▶ TRY IT:
Where a line of the data holds the word "Json", copy that line.

▶ DATA TO PROCESS:
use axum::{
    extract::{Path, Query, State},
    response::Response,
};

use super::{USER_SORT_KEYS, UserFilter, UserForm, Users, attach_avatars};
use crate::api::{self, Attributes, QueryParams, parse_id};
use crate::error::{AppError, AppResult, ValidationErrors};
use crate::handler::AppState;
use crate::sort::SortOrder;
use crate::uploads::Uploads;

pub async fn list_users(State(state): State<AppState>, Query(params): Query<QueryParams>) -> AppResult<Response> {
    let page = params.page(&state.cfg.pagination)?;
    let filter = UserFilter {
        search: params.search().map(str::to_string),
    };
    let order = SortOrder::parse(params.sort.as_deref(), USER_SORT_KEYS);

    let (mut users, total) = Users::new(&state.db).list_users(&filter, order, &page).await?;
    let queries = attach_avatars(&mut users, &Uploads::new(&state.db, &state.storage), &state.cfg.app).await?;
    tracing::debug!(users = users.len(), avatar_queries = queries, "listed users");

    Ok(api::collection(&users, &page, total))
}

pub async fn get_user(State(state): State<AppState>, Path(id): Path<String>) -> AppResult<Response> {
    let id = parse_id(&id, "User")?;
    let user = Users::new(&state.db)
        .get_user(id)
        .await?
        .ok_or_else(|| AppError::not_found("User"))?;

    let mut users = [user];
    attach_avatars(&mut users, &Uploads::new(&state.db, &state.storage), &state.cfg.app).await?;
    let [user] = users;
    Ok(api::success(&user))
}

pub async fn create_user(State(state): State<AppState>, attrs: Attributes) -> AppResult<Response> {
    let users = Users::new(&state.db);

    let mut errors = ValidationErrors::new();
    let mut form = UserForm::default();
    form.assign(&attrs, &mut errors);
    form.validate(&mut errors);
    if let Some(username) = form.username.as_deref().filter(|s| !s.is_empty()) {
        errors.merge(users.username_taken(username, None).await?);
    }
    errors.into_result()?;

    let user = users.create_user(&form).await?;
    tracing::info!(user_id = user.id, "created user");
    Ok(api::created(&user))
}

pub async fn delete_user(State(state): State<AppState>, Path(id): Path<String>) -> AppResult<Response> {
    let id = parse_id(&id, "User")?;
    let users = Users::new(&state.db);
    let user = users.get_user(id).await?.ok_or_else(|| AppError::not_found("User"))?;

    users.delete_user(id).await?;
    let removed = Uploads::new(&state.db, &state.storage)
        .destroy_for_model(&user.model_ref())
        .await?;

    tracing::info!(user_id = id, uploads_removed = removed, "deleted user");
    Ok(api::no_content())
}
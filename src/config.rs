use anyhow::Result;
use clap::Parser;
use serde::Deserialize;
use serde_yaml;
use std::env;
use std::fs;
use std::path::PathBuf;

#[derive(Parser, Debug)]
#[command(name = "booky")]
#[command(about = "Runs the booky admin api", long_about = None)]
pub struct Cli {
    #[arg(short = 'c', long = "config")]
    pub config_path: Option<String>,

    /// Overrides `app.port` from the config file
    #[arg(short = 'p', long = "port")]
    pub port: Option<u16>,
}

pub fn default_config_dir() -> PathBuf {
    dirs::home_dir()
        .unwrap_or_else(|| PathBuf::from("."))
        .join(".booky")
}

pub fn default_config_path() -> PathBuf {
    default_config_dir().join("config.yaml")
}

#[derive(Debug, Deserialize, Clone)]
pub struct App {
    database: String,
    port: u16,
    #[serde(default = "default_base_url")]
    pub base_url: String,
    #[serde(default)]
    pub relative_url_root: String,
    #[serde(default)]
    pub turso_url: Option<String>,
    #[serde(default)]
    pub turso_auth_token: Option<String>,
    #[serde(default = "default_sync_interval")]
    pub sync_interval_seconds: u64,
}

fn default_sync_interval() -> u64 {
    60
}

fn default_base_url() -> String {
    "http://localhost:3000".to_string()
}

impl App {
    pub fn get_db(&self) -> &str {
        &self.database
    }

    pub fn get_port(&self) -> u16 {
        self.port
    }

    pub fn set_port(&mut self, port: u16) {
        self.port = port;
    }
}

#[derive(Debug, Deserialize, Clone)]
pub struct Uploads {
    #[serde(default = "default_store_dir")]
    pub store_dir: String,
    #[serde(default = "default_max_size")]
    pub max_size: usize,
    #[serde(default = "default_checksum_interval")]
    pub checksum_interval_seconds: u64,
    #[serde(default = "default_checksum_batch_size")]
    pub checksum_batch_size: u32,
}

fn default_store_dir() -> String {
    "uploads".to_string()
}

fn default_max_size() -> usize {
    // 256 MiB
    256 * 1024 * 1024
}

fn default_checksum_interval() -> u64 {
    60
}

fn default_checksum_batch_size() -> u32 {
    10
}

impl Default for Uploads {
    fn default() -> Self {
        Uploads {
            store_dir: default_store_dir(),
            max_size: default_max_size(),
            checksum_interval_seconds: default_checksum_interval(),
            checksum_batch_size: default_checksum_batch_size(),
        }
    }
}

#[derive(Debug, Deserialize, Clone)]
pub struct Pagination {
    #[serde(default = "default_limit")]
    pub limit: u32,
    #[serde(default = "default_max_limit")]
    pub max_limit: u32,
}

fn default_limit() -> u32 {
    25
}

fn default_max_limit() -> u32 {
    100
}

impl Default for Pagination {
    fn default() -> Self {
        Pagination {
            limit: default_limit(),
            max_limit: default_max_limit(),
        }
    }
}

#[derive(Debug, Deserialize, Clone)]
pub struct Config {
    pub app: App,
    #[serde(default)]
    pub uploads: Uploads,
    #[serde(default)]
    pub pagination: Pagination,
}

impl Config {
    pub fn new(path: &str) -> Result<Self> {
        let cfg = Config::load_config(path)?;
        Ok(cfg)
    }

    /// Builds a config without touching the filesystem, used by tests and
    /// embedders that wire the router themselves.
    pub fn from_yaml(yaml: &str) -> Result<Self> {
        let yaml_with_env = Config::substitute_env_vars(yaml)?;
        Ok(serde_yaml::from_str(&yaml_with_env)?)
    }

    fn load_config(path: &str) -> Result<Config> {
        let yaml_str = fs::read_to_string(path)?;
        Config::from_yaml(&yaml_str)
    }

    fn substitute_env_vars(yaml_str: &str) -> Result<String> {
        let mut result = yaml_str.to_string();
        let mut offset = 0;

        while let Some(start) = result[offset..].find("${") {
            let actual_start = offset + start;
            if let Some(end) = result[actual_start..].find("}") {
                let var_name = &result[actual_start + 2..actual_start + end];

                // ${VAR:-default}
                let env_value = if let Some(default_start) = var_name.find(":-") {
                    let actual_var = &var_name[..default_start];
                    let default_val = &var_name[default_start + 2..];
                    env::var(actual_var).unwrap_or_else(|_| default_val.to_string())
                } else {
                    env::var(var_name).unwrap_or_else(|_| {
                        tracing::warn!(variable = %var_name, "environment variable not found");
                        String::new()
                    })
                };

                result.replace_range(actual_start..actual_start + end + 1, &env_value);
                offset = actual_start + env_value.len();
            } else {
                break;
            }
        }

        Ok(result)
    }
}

--

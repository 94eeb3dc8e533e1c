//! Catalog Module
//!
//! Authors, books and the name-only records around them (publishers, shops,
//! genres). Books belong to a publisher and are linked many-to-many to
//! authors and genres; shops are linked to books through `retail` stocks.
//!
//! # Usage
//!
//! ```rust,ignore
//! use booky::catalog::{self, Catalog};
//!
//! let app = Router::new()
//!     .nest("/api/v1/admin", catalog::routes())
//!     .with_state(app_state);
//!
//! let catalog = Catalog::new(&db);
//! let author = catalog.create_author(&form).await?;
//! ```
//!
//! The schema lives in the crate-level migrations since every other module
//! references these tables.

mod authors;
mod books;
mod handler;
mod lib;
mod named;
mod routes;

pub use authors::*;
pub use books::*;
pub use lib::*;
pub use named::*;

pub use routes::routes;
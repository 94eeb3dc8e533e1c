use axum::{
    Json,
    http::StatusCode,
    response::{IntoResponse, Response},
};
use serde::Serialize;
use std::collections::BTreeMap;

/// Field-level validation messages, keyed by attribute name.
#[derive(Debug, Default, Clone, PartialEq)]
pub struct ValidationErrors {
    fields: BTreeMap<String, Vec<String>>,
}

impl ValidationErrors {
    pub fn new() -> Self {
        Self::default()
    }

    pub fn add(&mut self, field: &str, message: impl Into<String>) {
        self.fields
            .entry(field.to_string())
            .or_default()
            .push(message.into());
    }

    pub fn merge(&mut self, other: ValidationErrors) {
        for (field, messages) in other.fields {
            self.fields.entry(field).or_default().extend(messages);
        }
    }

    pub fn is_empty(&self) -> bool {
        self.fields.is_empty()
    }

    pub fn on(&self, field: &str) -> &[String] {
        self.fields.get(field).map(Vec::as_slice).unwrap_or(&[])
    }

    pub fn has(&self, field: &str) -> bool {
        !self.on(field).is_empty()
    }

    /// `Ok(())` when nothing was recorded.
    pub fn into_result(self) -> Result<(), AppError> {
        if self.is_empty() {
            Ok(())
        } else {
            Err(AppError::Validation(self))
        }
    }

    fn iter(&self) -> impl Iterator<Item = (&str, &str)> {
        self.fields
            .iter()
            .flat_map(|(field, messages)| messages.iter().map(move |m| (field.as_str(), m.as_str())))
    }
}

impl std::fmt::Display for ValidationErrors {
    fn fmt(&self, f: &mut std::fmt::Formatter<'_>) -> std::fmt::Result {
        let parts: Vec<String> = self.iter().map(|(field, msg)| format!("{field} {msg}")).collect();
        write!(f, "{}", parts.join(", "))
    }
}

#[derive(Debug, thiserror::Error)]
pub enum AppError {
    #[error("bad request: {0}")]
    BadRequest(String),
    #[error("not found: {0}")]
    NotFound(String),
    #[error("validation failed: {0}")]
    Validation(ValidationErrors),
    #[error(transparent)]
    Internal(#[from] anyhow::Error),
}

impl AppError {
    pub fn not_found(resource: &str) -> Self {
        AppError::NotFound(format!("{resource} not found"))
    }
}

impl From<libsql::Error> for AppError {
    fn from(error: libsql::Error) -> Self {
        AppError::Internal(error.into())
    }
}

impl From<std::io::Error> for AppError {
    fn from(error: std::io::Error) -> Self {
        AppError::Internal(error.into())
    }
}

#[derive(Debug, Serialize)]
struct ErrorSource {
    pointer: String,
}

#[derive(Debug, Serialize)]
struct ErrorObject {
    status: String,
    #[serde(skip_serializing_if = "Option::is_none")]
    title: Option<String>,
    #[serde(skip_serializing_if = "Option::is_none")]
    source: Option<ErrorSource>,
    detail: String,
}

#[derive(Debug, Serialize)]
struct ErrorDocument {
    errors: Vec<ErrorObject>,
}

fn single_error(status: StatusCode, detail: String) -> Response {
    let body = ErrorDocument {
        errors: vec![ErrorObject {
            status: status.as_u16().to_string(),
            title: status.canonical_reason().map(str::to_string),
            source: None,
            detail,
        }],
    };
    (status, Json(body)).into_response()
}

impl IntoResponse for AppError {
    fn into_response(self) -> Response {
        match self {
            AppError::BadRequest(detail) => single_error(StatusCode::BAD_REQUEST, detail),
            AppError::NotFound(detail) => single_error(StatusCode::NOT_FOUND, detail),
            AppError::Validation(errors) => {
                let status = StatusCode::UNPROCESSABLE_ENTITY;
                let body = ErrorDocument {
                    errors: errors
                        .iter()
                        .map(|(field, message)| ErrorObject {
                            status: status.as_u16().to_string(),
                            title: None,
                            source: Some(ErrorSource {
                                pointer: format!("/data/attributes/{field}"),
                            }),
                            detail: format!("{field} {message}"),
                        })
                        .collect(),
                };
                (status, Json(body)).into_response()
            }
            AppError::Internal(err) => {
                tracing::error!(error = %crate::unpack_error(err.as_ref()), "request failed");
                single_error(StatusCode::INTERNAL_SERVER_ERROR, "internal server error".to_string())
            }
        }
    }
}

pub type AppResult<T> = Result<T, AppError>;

▶ COMPLETED EXERCISE:
    Json,
    (status, Json(body)).into_response()
                (status, Json(body)).into_response()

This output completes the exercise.